## WHAT THIS TASK INVOLVES
One number is the whole answer: how many lines of the records include "with".

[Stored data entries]
----

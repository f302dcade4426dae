use std::path::Path;

use serde::{Deserialize, Serialize};

use crate::{PreviewError, Result};

/// A point in playfield coordinates. Serialised as `[x, y]`.
#[derive(Debug, Clone, Copy, PartialEq, Default, Serialize, Deserialize)]
#[serde(from = "[f64; 2]", into = "[f64; 2]")]
pub struct Pos {
    pub x: f64,
    pub y: f64,
}

impl Pos {
    pub const fn new(x: f64, y: f64) -> Self {
        Self { x, y }
    }
}

impl From<[f64; 2]> for Pos {
    fn from([x, y]: [f64; 2]) -> Self {
        Self { x, y }
    }
}

impl From<Pos> for [f64; 2] {
    fn from(pos: Pos) -> Self {
        [pos.x, pos.y]
    }
}

/// Game mode of a beatmap. Selects the renderer variant.
#[derive(Debug, Clone, Copy, PartialEq, Eq, Hash, Serialize, Deserialize)]
#[serde(try_from = "u8", into = "u8")]
pub enum Mode {
    Standard,
    Taiko,
    Catch,
    Mania,
}

impl Mode {
    /// Fails with [`PreviewError::UnsupportedMode`] for ids outside 0..=3.
    pub fn from_id(id: u8) -> Result<Self> {
        Self::try_from(id).map_err(|_| PreviewError::UnsupportedMode { mode: id })
    }

    pub fn id(self) -> u8 {
        match self {
            Mode::Standard => 0,
            Mode::Taiko => 1,
            Mode::Catch => 2,
            Mode::Mania => 3,
        }
    }
}

impl TryFrom<u8> for Mode {
    type Error = String;

    fn try_from(value: u8) -> std::result::Result<Self, Self::Error> {
        match value {
            0 => Ok(Mode::Standard),
            1 => Ok(Mode::Taiko),
            2 => Ok(Mode::Catch),
            3 => Ok(Mode::Mania),
            other => Err(format!("unknown beatmap mode {other}")),
        }
    }
}

impl From<Mode> for u8 {
    fn from(mode: Mode) -> Self {
        mode.id()
    }
}

/// Kind-specific payload of a hit object.
#[derive(Debug, Clone, PartialEq, Serialize, Deserialize)]
#[serde(tag = "kind", content = "data", rename_all = "snake_case")]
pub enum HitObjectKind {
    Circle {
        pos: Pos,
    },
    Slider {
        #[serde(default)]
        pos: Pos,
        distance: f64,
        repetitions: u32,
    },
    Spinner {
        #[serde(alias = "endTime")]
        end_time: f64,
    },
    Hold {
        #[serde(default)]
        pos: Pos,
        #[serde(alias = "endTime")]
        end_time: f64,
    },
}

/// One raw hit object as stored in the beatmap, before timing is resolved.
#[derive(Debug, Clone, PartialEq, Serialize, Deserialize)]
pub struct HitObject {
    pub time: f64,
    #[serde(flatten)]
    pub kind: HitObjectKind,
}

impl HitObject {
    pub fn circle(time: f64, pos: Pos) -> Self {
        Self {
            time,
            kind: HitObjectKind::Circle { pos },
        }
    }

    pub fn slider(time: f64, pos: Pos, distance: f64, repetitions: u32) -> Self {
        Self {
            time,
            kind: HitObjectKind::Slider {
                pos,
                distance,
                repetitions,
            },
        }
    }

    pub fn spinner(time: f64, end_time: f64) -> Self {
        Self {
            time,
            kind: HitObjectKind::Spinner { end_time },
        }
    }

    pub fn hold(time: f64, pos: Pos, end_time: f64) -> Self {
        Self {
            time,
            kind: HitObjectKind::Hold { pos, end_time },
        }
    }
}

/// A tempo segment starting at `time`.
#[derive(Debug, Clone, Copy, PartialEq, Serialize, Deserialize)]
pub struct TimingPoint {
    pub time: f64,
    #[serde(alias = "msPerBeat")]
    pub ms_per_beat: f64,
}

impl TimingPoint {
    pub fn new(time: f64, ms_per_beat: f64) -> Self {
        Self { time, ms_per_beat }
    }
}

#[derive(Debug, Clone, Serialize, Deserialize)]
pub struct Beatmap {
    pub mode: Mode,
    pub objects: Vec<HitObject>,
    pub timing_points: Vec<TimingPoint>,
    pub sv: f64,
}

/// Wire shape of a beatmap, with the mode still a bare id.
#[derive(Deserialize)]
struct RawBeatmap {
    mode: u8,
    objects: Vec<HitObject>,
    timing_points: Vec<TimingPoint>,
    sv: f64,
}

impl Beatmap {
    /// Parses a beatmap. Malformed JSON is a [`PreviewError::Json`]; a well-formed
    /// mode id with no known mode is a [`PreviewError::UnsupportedMode`].
    pub fn from_json_str(json: &str) -> Result<Self> {
        let raw: RawBeatmap = serde_json::from_str(json)?;
        if raw.sv.is_nan() || raw.sv <= 0.0 {
            return Err(PreviewError::msg(format!(
                "scroll velocity must be positive, got {}",
                raw.sv
            )));
        }
        Ok(Beatmap {
            mode: Mode::from_id(raw.mode)?,
            objects: raw.objects,
            timing_points: raw.timing_points,
            sv: raw.sv,
        })
    }

    pub fn load(path: impl AsRef<Path>) -> Result<Self> {
        let raw = std::fs::read_to_string(path)?;
        Self::from_json_str(&raw)
    }
}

----

## ANSWER SECTION
3